## GIVEN DATA
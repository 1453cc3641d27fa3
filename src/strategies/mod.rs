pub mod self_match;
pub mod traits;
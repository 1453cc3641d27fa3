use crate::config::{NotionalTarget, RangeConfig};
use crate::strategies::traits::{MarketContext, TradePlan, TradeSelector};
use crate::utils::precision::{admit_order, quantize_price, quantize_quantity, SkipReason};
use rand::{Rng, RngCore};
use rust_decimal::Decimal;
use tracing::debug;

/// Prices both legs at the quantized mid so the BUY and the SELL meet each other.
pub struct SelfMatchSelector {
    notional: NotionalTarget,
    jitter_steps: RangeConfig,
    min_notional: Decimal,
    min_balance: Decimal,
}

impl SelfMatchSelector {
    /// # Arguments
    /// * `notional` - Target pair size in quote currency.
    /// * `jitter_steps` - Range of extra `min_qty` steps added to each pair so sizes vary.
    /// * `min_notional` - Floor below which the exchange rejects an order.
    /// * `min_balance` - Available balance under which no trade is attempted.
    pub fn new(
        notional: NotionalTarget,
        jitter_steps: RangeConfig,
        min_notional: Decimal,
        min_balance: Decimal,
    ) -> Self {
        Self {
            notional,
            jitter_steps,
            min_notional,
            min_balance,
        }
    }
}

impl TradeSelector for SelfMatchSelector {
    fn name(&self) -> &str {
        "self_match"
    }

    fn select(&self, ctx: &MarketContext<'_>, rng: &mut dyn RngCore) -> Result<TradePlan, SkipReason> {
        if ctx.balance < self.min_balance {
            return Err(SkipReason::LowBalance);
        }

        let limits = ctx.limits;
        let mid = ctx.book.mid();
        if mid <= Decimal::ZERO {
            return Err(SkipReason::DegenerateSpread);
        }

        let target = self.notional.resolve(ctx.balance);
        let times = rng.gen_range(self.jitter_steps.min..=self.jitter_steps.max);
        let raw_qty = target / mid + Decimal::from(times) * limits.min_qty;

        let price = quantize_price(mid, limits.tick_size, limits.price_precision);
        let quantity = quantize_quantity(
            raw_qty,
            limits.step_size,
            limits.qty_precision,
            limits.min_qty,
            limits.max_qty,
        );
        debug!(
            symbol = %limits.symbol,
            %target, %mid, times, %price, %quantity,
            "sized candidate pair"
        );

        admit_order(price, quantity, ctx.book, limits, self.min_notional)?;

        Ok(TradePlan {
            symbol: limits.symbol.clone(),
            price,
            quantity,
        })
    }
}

## INSTRUCTIONS TO FOLLOW
In the listing above, start at the line with "meet each other.", go on through the line with "let target = self.notional.resolve(ctx.balance);", and copy each of those lines exactly; leave out all the rest.

## RESPONSE BELOW
/// Prices both legs at the quantized mid so the BUY and the SELL meet each other.
pub struct SelfMatchSelector {
    notional: NotionalTarget,
    jitter_steps: RangeConfig,
    min_notional: Decimal,
    min_balance: Decimal,
}

impl SelfMatchSelector {
    /// # Arguments
    /// * `notional` - Target pair size in quote currency.
    /// * `jitter_steps` - Range of extra `min_qty` steps added to each pair so sizes vary.
    /// * `min_notional` - Floor below which the exchange rejects an order.
    /// * `min_balance` - Available balance under which no trade is attempted.
    pub fn new(
        notional: NotionalTarget,
        jitter_steps: RangeConfig,
        min_notional: Decimal,
        min_balance: Decimal,
    ) -> Self {
        Self {
            notional,
            jitter_steps,
            min_notional,
            min_balance,
        }
    }
}

impl TradeSelector for SelfMatchSelector {
    fn name(&self) -> &str {
        "self_match"
    }

    fn select(&self, ctx: &MarketContext<'_>, rng: &mut dyn RngCore) -> Result<TradePlan, SkipReason> {
        if ctx.balance < self.min_balance {
            return Err(SkipReason::LowBalance);
        }

        let limits = ctx.limits;
        let mid = ctx.book.mid();
        if mid <= Decimal::ZERO {
            return Err(SkipReason::DegenerateSpread);
        }

        let target = self.notional.resolve(ctx.balance);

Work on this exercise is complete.